### Task instructions
Read the lines of the data below and retrieve those with "HttpService".

### Supplied information
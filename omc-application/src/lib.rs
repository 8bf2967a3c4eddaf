#[macro_use]
extern crate log;

mod amend;
mod approve;
mod deny;
mod reconcile;
mod resolve;
mod sessions;
mod submit_edit;
mod submit_new;
mod submit_remove;
mod undo;

pub mod prelude {
    pub use super::{
        amend::*, approve::*, deny::*, reconcile::*, resolve::*, sessions::*, submit_edit::*,
        submit_new::*, submit_remove::*, undo::*,
    };
}

pub mod error;

pub type Result<T> = std::result::Result<T, error::AppError>;

pub(crate) use omc_core::{
    entities::*,
    gateways::{chat::ModerationChannel, notify::NotificationGateway},
    repositories::{Error as RepoError, *},
    sessions::SessionStore,
    snapshot::LocationSnapshot,
    usecases,
};

#[cfg(test)]
pub(crate) mod tests;

pub(crate) mod sqlite {
    pub use omc_db_sqlite::Connections;
}

/// Posts the moderation message and stores the request under its id.
fn post_and_store(
    connections: &sqlite::Connections,
    channel: &dyn ModerationChannel,
    request: usecases::NewChangeRequest,
) -> Result<ChangeRequest> {
    let message = usecases::request_message(&request);
    let message_id = channel
        .post_request(&message)
        .map_err(error::AppError::Gateway)?;
    let kind = request.kind;
    let requester_id = request.requester_id.clone();
    connections
        .exclusive()?
        .transaction(|conn| {
            usecases::store_change_request(conn, request, message_id.clone(), Timestamp::now())
        })
        .inspect(|stored| {
            info!(
                "Stored {kind} request {} of {requester_id} (message {})",
                stored.id, stored.message_id
            );
        })
        .map_err(|err| {
            error!("Failed to store {kind} request of {requester_id} posted as message {message_id}: {err}");
            error::AppError::from(err)
        })
}
use anyhow::Result;
use omc_core::{gateways::notify::NotificationType, usecases::CategorySettings};
use std::{
    collections::HashSet,
    env, fs,
    io::ErrorKind,
    path::Path,
    time::Duration,
};

mod raw;

const DEFAULT_CONFIG_FILE_NAME: &str = "openmapcurator.toml";

const ENV_NAME_DB_URL: &str = "DATABASE_URL";
const ENV_NAME_CHAT_BOT_TOKEN: &str = "CHAT_BOT_TOKEN";

const DEFAULT_GATEWAY_TIMEOUT: Duration = Duration::from_secs(10);

#[derive(Debug, thiserror::Error)]
pub enum Error {
    #[error("No categories defined")]
    NoCategories,
    #[error("The fallback category '{0}' is not one of the categories")]
    UnknownFallbackCategory(String),
    #[error("No moderator roles defined")]
    NoModeratorRoles,
    #[error("Unknown notification event '{0}'")]
    UnknownNotificationEvent(String),
    #[error("Missing '{0}' gateway configuration")]
    MissingGateway(&'static str),
    #[error("The {0} must not be zero")]
    Zero(&'static str),
}

pub struct Config {
    pub db: Db,
    pub webserver: WebServer,
    pub workflow: Workflow,
    pub sessions: Sessions,
    pub reconciliation: Reconciliation,
    pub gateways: Gateways,
}

impl Config {
    pub fn try_load_from_file_or_default<P: AsRef<Path>>(file_path: Option<P>) -> Result<Self> {
        let file_path: &Path = file_path.as_ref().map(|p| p.as_ref()).unwrap_or_else(|| {
            log::info!("No configuration file specified. load {DEFAULT_CONFIG_FILE_NAME}");
            Path::new(DEFAULT_CONFIG_FILE_NAME)
        });

        let raw_config = match fs::read_to_string(file_path) {
            Ok(cfg_string) => toml::from_str(&cfg_string)?,
            Err(err) => match err.kind() {
                ErrorKind::NotFound => {
                    log::info!(
                        "{} not found => load default configuration.",
                        file_path.display()
                    );
                    Ok(raw::Config::default())
                }
                _ => Err(err),
            }?,
        };
        let mut cfg = Self::try_from(raw_config)?;
        if let Ok(db_url) = env::var(ENV_NAME_DB_URL) {
            cfg.db.conn_sqlite = db_url;
        }
        if let Ok(token) = env::var(ENV_NAME_CHAT_BOT_TOKEN) {
            cfg.gateways.chat.bot_token = Some(token);
        }
        Ok(cfg)
    }
}

pub struct Db {
    /// SQLite connection
    pub conn_sqlite: String,
    pub conn_pool_size: u32,
}

pub struct WebServer {
    pub ack_deadline: Duration,
}

pub struct Workflow {
    pub category_settings: CategorySettings,
    pub moderator_roles: HashSet<String>,
    pub admin_roles: HashSet<String>,
}

pub struct Sessions {
    pub ttl: Duration,
    pub sweep_interval: Duration,
}

pub struct Reconciliation {
    pub initial_delay: Duration,
    pub interval: Duration,
    pub batch_size: usize,
    pub batch_delay: Duration,
}

pub struct Gateways {
    pub chat: ChatGateway,
    pub classifier: Option<HttpService>,
    pub name_matcher: Option<HttpService>,
    pub notify: NotifyGateway,
}

pub struct ChatGateway {
    pub api_base_url: String,
    pub application_id: String,
    pub moderation_channel_id: String,
    pub bot_token: Option<String>,
    pub timeout: Duration,
}

pub struct HttpService {
    pub url: String,
    pub api_key: Option<String>,
    pub timeout: Duration,
}

pub struct NotifyGateway {
    pub webhook_url: Option<String>,
    pub notify_on: HashSet<NotificationType>,
    pub timeout: Duration,
}

impl From<raw::HttpService> for HttpService {
    fn from(from: raw::HttpService) -> Self {
        let raw::HttpService {
            url,
            api_key,
            timeout,
        } = from;
        Self {
            url,
            api_key: api_key.filter(|key| !key.is_empty()),
            timeout: timeout.unwrap_or(DEFAULT_GATEWAY_TIMEOUT),
        }
    }
}

impl TryFrom<raw::Config> for Config {
    type Error = anyhow::Error;
    fn try_from(from: raw::Config) -> Result<Self> {
        let raw::Config {
            db,
            webserver,
            workflow,
            sessions,
            reconciliation,
            gateway,
        } = from;

        let raw::Db {
            connection_sqlite,
            connection_pool_size,
        } = db.unwrap_or_default();
        if connection_pool_size == 0 {
            return Err(Error::Zero("connection pool size").into());
        }
        let db = Db {
            conn_sqlite: connection_sqlite,
            conn_pool_size: connection_pool_size,
        };

        let raw::WebServer { ack_deadline } = webserver.unwrap_or_default();
        let webserver = WebServer { ack_deadline };

        let raw::Workflow {
            fallback_category,
            categories,
            moderator_roles,
            admin_roles,
        } = workflow.unwrap_or_default();
        if categories.is_empty() {
            return Err(Error::NoCategories.into());
        }
        if !categories.contains(&fallback_category) {
            return Err(Error::UnknownFallbackCategory(fallback_category).into());
        }
        if moderator_roles.is_empty() {
            return Err(Error::NoModeratorRoles.into());
        }
        let workflow = Workflow {
            category_settings: CategorySettings {
                fallback: fallback_category,
                categories,
            },
            moderator_roles: moderator_roles.into_iter().collect(),
            admin_roles: admin_roles.into_iter().collect(),
        };

        let raw::Sessions {
            ttl,
            sweep_interval,
        } = sessions.unwrap_or_default();
        if sweep_interval.is_zero() {
            return Err(Error::Zero("session sweep interval").into());
        }
        let sessions = Sessions {
            ttl,
            sweep_interval,
        };

        let raw::Reconciliation {
            initial_delay,
            interval,
            batch_size,
            batch_delay,
        } = reconciliation.unwrap_or_default();
        if interval.is_zero() {
            return Err(Error::Zero("reconciliation interval").into());
        }
        let reconciliation = Reconciliation {
            initial_delay,
            interval,
            batch_size,
            batch_delay,
        };

        let raw::Gateway {
            chat,
            classifier,
            name_matcher,
            notify,
        } = gateway.unwrap_or_default();

        let raw::Chat {
            api_base_url,
            application_id,
            moderation_channel_id,
            bot_token,
            timeout,
        } = chat.ok_or(Error::MissingGateway("chat"))?;
        let chat = ChatGateway {
            api_base_url,
            application_id,
            moderation_channel_id,
            bot_token: bot_token.filter(|token| !token.is_empty()),
            timeout: timeout.unwrap_or(DEFAULT_GATEWAY_TIMEOUT),
        };

        let raw::Notify {
            webhook_url,
            notify_on,
            timeout,
        } = notify.unwrap_or_default();
        let notify_on = notify_on
            .into_iter()
            .map(|name| {
                omc_gateways::notify::notification_type_from_name(&name)
                    .ok_or(Error::UnknownNotificationEvent(name))
            })
            .collect::<std::result::Result<_, _>>()?;
        let notify = NotifyGateway {
            webhook_url: webhook_url.filter(|url| !url.is_empty()),
            notify_on,
            timeout: timeout.unwrap_or(DEFAULT_GATEWAY_TIMEOUT),
        };

        let gateways = Gateways {
            chat,
            classifier: classifier.map(Into::into),
            name_matcher: name_matcher.map(Into::into),
            notify,
        };

        Ok(Self {
            db,
            webserver,
            workflow,
            sessions,
            reconciliation,
            gateways,
        })
    }
}

#[cfg(test)]
mod tests {
    use super::*;

    fn parse(toml: &str) -> Result<Config> {
        let raw: raw::Config = toml::from_str(toml)?;
        Config::try_from(raw)
    }

    #[test]
    fn load_default_config() {
        let file: Option<&Path> = None;
        let cfg: Config = Config::try_load_from_file_or_default(file).unwrap();
        assert!(cfg.workflow.moderator_roles.contains("moderator"));
        assert_eq!(cfg.workflow.category_settings.fallback, "Other");
        assert_eq!(cfg.gateways.notify.notify_on.len(), 3);
        assert!(cfg.gateways.classifier.is_none());
    }

    #[test]
    fn reject_unknown_fallback_category() {
        let err = parse(
            r#"
            [workflow]
            fallback-category = "Misc"
            categories = ["Park"]
            moderator-roles = ["mods"]
            "#,
        )
        .err()
        .unwrap();
        assert!(matches!(
            err.downcast_ref::<Error>(),
            Some(Error::UnknownFallbackCategory(c)) if c == "Misc"
        ));
    }

    #[test]
    fn reject_missing_moderator_roles() {
        let err = parse(
            r#"
            [workflow]
            fallback-category = "Park"
            categories = ["Park"]
            moderator-roles = []
            "#,
        )
        .err()
        .unwrap();
        assert!(matches!(
            err.downcast_ref::<Error>(),
            Some(Error::NoModeratorRoles)
        ));
    }

    #[test]
    fn reject_unknown_notification_event() {
        let err = parse(
            r#"
            [gateway.chat]
            api-base-url = "http://localhost"
            application-id = "app"
            moderation-channel-id = "channel"

            [gateway.notify]
            notify-on = ["location-created", "location-moved"]
            "#,
        )
        .err()
        .unwrap();
        assert!(matches!(
            err.downcast_ref::<Error>(),
            Some(Error::UnknownNotificationEvent(e)) if e == "location-moved"
        ));
    }

    #[test]
    fn optional_gateways() {
        let cfg = parse(
            r#"
            [gateway.chat]
            api-base-url = "http://localhost"
            application-id = "app"
            moderation-channel-id = "channel"
            bot-token = ""

            [gateway.classifier]
            url = "http://localhost/classify"
            api-key = "secret"
            timeout = "3s"

            [gateway.notify]
            webhook-url = "http://localhost/hook"
            notify-on = ["location-removed"]
            "#,
        )
        .unwrap();
        assert!(cfg.gateways.chat.bot_token.is_none());
        assert_eq!(cfg.gateways.chat.timeout, DEFAULT_GATEWAY_TIMEOUT);
        let classifier = cfg.gateways.classifier.unwrap();
        assert_eq!(classifier.api_key.as_deref(), Some("secret"));
        assert_eq!(classifier.timeout, Duration::from_secs(3));
        assert!(cfg.gateways.name_matcher.is_none());
        assert_eq!(
            cfg.gateways.notify.notify_on,
            HashSet::from([NotificationType::LocationRemoved])
        );
    }
}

### Response below
    pub classifier: Option<HttpService>,
    pub name_matcher: Option<HttpService>,
pub struct HttpService {
impl From<raw::HttpService> for HttpService {
    fn from(from: raw::HttpService) -> Self {
        let raw::HttpService {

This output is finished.